J’ai commencé le rugby à 12 ans et très vite côtoyé le haut niveau. À 14-15 ans, j’ai eu mes premières sélections, puis je suis entré en Pôle Espoir. Cependant, jusqu’à 20 ans, je ne pensais pas être joueur de rugby professionnel. J’ai donc toujours continué mes études.
Ainsi, jusqu’à mes 2 premières années lors desquelles j’étais semi- professionnel au centre de formation du Stade Français, j’allais à l’université. Ce rythme rugby et études me correspondait car cela me permettait d’avoir un équilibre dans ma vie et de faire constamment ce petit saut entre le rugby qui prenait beaucoup de place et mes études. Cela me permettait également de ne pas être vu uniquement comme un joueur de rugby.
Comment avez-vous fait pour gérer concomitamment sport et études ?
Quand j’ai eu mon bac, je pensais aller en école de commerce, puis je suis finalement allé à l’université ce qui m’a permis d’avoir plus de souplesse, de récupérer des cours auprès de mes amis et de toujours avoir de bons résultats. Cela n’a pas toujours été aisé car j’étais parfois marginalisé du fait de ne pas toujours être avec les autres et d’avoir une vie « parallèle » avec le rugby. Mais c’était un vrai équilibre et cela permettait de me dire que si le rugby ne fonctionnait pas, je pourrais reprendre une vie « normale ». Cette pensée je l’ai eue tout au long de ma carrière et cela a été déterminant.
De plus, à mon époque, les clubs accompagnaient bien les sportifs qui souhaitaient continuer leurs études, ce qui me semble moins être le cas aujourd’hui en raison de la professionnalisation du rugby au cours des dix dernières années. Je trouve cela dommage car c’est terrible de dire à quelqu’un qu’il ne sera qu’un joueur de rugby professionnel, c’est même dangereux, car il y aura nécessairement, même si le sportif mène une longue carrière à haut niveau, un besoin de reconversion au terme de celle-ci.
Comment avez-vous construit votre carrière professionnelle ?
Quand je suis parti du Stade Français pour Biarritz, j’ai passé cinq saisons lors desquelles j’ai eu la chance de beaucoup jouer, d’avoir des sélections en Équipe de France. À la suite de ces cinq saisons, le club a rencontré des difficultés. J’ai alors eu l’opportunité de partir à la Rochelle.
Cependant, durant ces deux annéesà la Rochelle, j’ai très peu joué. Par conséquent, à la fin de ces
deux années, comme j’avais bien commencé ma thèse, j’ai décidé d’arrêter de jouer en professionnel pour jouer en amateur.
Ce retour dans le monde amateur pendant 3 ans a joué le rôle de « sas de décompression » entre le professionnalisme et la vie réelle.

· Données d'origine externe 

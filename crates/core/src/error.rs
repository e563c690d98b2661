//! Error types for the Cardwise domain.
//!
//! Uses `thiserror` for ergonomic error definitions.
//! Each bounded context has its own error variant.

use thiserror::Error;

/// The top-level error type for all Cardwise operations.
#[derive(Debug, Error)]
pub enum Error {
    // --- Provider errors ---
    #[error("Provider error: {0}")]
    Provider(#[from] ProviderError),

    // --- Store errors ---
    #[error("Store error: {0}")]
    Store(#[from] StoreError),

    // --- Engine errors ---
    #[error("Engine error: {0}")]
    Engine(#[from] EngineError),

    // --- Configuration errors ---
    #[error("Configuration error: {message}")]
    Config { message: String },

    // --- Serialization ---
    #[error("Serialization error: {0}")]
    Serialization(#[from] serde_json::Error),

    // --- Generic ---
    #[error("Internal error: {0}")]
    Internal(String),
}

/// Result type alias using our Error.
pub type Result<T> = std::result::Result<T, Error>;

// --- Bounded context errors ---

#[derive(Debug, Clone, Error)]
pub enum ProviderError {
    #[error("API request failed: {message} (status: {status_code})")]
    ApiError {
        status_code: u16,
        message: String,
    },

    #[error("Rate limited, retry after {retry_after_secs}s")]
    RateLimited { retry_after_secs: u64 },

    #[error("Authentication failed: {0}")]
    AuthenticationFailed(String),

    #[error("Model not found: {0}")]
    ModelNotFound(String),

    #[error("Provider not configured: {0}")]
    NotConfigured(String),

    #[error("Request timed out: {0}")]
    Timeout(String),

    #[error("Network error: {0}")]
    Network(String),

    #[error("Malformed provider output: {0}")]
    MalformedOutput(String),
}

impl ProviderError {
    /// Whether retrying the same call could plausibly succeed.
    ///
    /// Client errors (4xx) are final except 408 and 429. Missing credentials,
    /// unknown models, and unparseable output are final as well.
    pub fn is_retryable(&self) -> bool {
        match self {
            Self::ApiError { status_code, .. } => {
                let code = *status_code;
                !(400..500).contains(&code) || code == 408 || code == 429
            }
            Self::RateLimited { .. } | Self::Timeout(_) | Self::Network(_) => true,
            Self::AuthenticationFailed(_)
            | Self::ModelNotFound(_)
            | Self::NotConfigured(_)
            | Self::MalformedOutput(_) => false,
        }
    }
}

#[derive(Debug, Error)]
pub enum StoreError {
    #[error("Conversation not found: {0}")]
    ConversationNotFound(String),

    #[error("Storage error: {0}")]
    Storage(String),

    #[error("Query failed: {0}")]
    QueryFailed(String),

    #[error("Migration failed: {0}")]
    MigrationFailed(String),

    #[error("Invalid card record: {0}")]
    InvalidCard(String),
}

/// Turn-level failures. Only `GenerationFailed` and `Store` abort a turn;
/// the others are logged and replaced by a safe default.
#[derive(Debug, Error)]
pub enum EngineError {
    #[error("Intent classification unavailable: {0}")]
    ClassificationUnavailable(String),

    #[error("Generation failed: {0}")]
    GenerationFailed(#[source] ProviderError),

    #[error("Summarization failed: {0}")]
    SummarizationFailed(String),

    #[error("Malformed metadata on card {card_id}: field `{field}` {reason}")]
    MalformedCardMetadata {
        card_id: String,
        field: String,
        reason: String,
    },

    #[error("Store failure during turn: {0}")]
    Store(#[from] StoreError),
}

Durant ces trois années, j’ai énormément travaillé pour me réadapter à ce que j’appelle la vie « normale » et entrer dans le monde de l’entreprise.
Comment avez-vous vécu votre arrêt de carrière de sportif professionnel ?
L’arrêt de carrière est difficile car il bouleverse toute une vie. Professionnelle bien sûr, mais également personnelle. En termes d’identité, l’arrêt de carrière est violent car, du jour au lendemain, le sentiment de ne plus exister prédomine. Et, même si pour ma part j’ai toujours été considéré comme une personne structurée qui avait une thèse et qui était armé pour l’entrée dans la vie « réelle », j’ai vécu mon arrêt de carrière de plein fouet et cela n’a pas été toujours simple à gérer.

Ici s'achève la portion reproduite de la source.